> Exercise requirements
Every line of the data must appear again in the answer, exactly as written.

> Records to process
>>>

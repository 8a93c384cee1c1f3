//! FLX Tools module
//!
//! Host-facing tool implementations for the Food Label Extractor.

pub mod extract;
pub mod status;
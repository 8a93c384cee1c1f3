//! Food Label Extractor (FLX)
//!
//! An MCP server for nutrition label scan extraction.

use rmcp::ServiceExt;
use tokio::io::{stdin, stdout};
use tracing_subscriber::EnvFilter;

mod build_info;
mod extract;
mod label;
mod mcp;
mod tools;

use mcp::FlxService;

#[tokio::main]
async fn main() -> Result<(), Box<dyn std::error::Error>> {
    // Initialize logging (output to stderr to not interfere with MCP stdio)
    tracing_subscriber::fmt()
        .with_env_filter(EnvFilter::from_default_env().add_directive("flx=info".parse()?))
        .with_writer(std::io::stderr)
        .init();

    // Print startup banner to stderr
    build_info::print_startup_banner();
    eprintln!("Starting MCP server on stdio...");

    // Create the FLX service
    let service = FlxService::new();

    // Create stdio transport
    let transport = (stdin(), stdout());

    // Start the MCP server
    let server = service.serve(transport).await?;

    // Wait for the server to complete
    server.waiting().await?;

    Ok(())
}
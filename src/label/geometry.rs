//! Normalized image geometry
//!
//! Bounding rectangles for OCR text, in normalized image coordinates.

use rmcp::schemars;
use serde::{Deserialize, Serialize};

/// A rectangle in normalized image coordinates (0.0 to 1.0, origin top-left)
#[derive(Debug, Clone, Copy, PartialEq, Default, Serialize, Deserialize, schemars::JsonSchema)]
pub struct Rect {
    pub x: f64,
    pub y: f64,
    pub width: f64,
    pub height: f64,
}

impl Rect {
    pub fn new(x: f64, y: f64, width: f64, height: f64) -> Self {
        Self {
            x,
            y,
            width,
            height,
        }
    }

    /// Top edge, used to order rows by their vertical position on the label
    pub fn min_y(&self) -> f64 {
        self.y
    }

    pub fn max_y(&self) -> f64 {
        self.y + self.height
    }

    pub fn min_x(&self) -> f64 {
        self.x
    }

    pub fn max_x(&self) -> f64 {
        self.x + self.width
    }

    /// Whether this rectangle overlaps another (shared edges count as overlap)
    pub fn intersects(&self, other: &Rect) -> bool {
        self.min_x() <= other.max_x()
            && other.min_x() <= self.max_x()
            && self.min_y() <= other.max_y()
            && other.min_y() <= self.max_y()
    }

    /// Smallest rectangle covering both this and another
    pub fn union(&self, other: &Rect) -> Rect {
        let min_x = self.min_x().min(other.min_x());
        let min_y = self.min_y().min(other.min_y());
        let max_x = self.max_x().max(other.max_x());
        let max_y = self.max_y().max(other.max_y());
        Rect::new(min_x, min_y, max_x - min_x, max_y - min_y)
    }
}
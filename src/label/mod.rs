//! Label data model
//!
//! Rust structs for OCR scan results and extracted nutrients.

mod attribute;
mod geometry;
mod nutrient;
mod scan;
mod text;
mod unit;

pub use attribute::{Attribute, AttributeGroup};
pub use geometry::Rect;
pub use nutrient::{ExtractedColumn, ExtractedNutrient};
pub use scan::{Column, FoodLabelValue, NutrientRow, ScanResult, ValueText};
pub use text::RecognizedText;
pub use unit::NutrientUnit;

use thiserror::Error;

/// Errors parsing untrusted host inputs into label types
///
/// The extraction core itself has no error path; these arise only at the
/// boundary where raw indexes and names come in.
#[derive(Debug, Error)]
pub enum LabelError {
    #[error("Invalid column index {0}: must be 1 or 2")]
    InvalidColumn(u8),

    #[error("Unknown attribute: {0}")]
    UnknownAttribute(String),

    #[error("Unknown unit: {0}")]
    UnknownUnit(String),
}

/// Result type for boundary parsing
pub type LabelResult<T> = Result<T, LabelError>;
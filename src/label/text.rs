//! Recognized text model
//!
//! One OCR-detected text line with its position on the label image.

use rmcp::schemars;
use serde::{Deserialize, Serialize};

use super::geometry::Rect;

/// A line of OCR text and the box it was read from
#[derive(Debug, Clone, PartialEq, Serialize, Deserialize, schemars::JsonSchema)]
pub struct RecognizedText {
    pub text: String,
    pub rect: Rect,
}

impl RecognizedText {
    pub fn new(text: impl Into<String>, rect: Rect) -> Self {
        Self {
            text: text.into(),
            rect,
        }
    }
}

<<<

> Task result
repository 8a93c384cee1c1f3
//! FLX Tools module
//!
//! Host-facing tool implementations for the Food Label Extractor.

pub mod extract;
pub mod status;
repository 8a93c384cee1c1f3
//! Food Label Extractor (FLX)
//!
//! An MCP server for nutrition label scan extraction.

use rmcp::ServiceExt;
use tokio::io::{stdin, stdout};
use tracing_subscriber::EnvFilter;

mod build_info;
mod extract;
mod label;
mod mcp;
mod tools;

use mcp::FlxService;

#[tokio::main]
async fn main() -> Result<(), Box<dyn std::error::Error>> {
    // Initialize logging (output to stderr to not interfere with MCP stdio)
    tracing_subscriber::fmt()
        .with_env_filter(EnvFilter::from_default_env().add_directive("flx=info".parse()?))
        .with_writer(std::io::stderr)
        .init();

    // Print startup banner to stderr
    build_info::print_startup_banner();
    eprintln!("Starting MCP server on stdio...");

    // Create the FLX service
    let service = FlxService::new();

    // Create stdio transport
    let transport = (stdin(), stdout());

    // Start the MCP server
    let server = service.serve(transport).await?;

    // Wait for the server to complete
    server.waiting().await?;

    Ok(())
}
filename src/label/geometry.rs
//! Normalized image geometry
//!
//! Bounding rectangles for OCR text, in normalized image coordinates.

use rmcp::schemars;
use serde::{Deserialize, Serialize};

/// A rectangle in normalized image coordinates (0.0 to 1.0, origin top-left)
#[derive(Debug, Clone, Copy, PartialEq, Default, Serialize, Deserialize, schemars::JsonSchema)]
pub struct Rect {
    pub x: f64,
    pub y: f64,
    pub width: f64,
    pub height: f64,
}

impl Rect {
    pub fn new(x: f64, y: f64, width: f64, height: f64) -> Self {
        Self {
            x,
            y,
            width,
            height,
        }
    }

    /// Top edge, used to order rows by their vertical position on the label
    pub fn min_y(&self) -> f64 {
        self.y
    }

    pub fn max_y(&self) -> f64 {
        self.y + self.height
    }

    pub fn min_x(&self) -> f64 {
        self.x
    }

    pub fn max_x(&self) -> f64 {
        self.x + self.width
    }

    /// Whether this rectangle overlaps another (shared edges count as overlap)
    pub fn intersects(&self, other: &Rect) -> bool {
        self.min_x() <= other.max_x()
            && other.min_x() <= self.max_x()
            && self.min_y() <= other.max_y()
            && other.min_y() <= self.max_y()
    }

    /// Smallest rectangle covering both this and another
    pub fn union(&self, other: &Rect) -> Rect {
        let min_x = self.min_x().min(other.min_x());
        let min_y = self.min_y().min(other.min_y());
        let max_x = self.max_x().max(other.max_x());
        let max_y = self.max_y().max(other.max_y());
        Rect::new(min_x, min_y, max_x - min_x, max_y - min_y)
    }
}
filename src/label/mod.rs
//! Label data model
//!
//! Rust structs for OCR scan results and extracted nutrients.

mod attribute;
mod geometry;
mod nutrient;
mod scan;
mod text;
mod unit;

pub use attribute::{Attribute, AttributeGroup};
pub use geometry::Rect;
pub use nutrient::{ExtractedColumn, ExtractedNutrient};
pub use scan::{Column, FoodLabelValue, NutrientRow, ScanResult, ValueText};
pub use text::RecognizedText;
pub use unit::NutrientUnit;

use thiserror::Error;

/// Errors parsing untrusted host inputs into label types
///
/// The extraction core itself has no error path; these arise only at the
/// boundary where raw indexes and names come in.
#[derive(Debug, Error)]
pub enum LabelError {
    #[error("Invalid column index {0}: must be 1 or 2")]
    InvalidColumn(u8),

    #[error("Unknown attribute: {0}")]
    UnknownAttribute(String),

    #[error("Unknown unit: {0}")]
    UnknownUnit(String),
}

/// Result type for boundary parsing
pub type LabelResult<T> = Result<T, LabelError>;
filename src/label/text.rs
//! Recognized text model
//!
//! One OCR-detected text line with its position on the label image.

use rmcp::schemars;
use serde::{Deserialize, Serialize};

use super::geometry::Rect;

/// A line of OCR text and the box it was read from
#[derive(Debug, Clone, PartialEq, Serialize, Deserialize, schemars::JsonSchema)]
pub struct RecognizedText {
    pub text: String,
    pub rect: Rect,
}

impl RecognizedText {
    pub fn new(text: impl Into<String>, rect: Rect) -> Self {
        Self {
            text: text.into(),
            rect,
        }
    }
}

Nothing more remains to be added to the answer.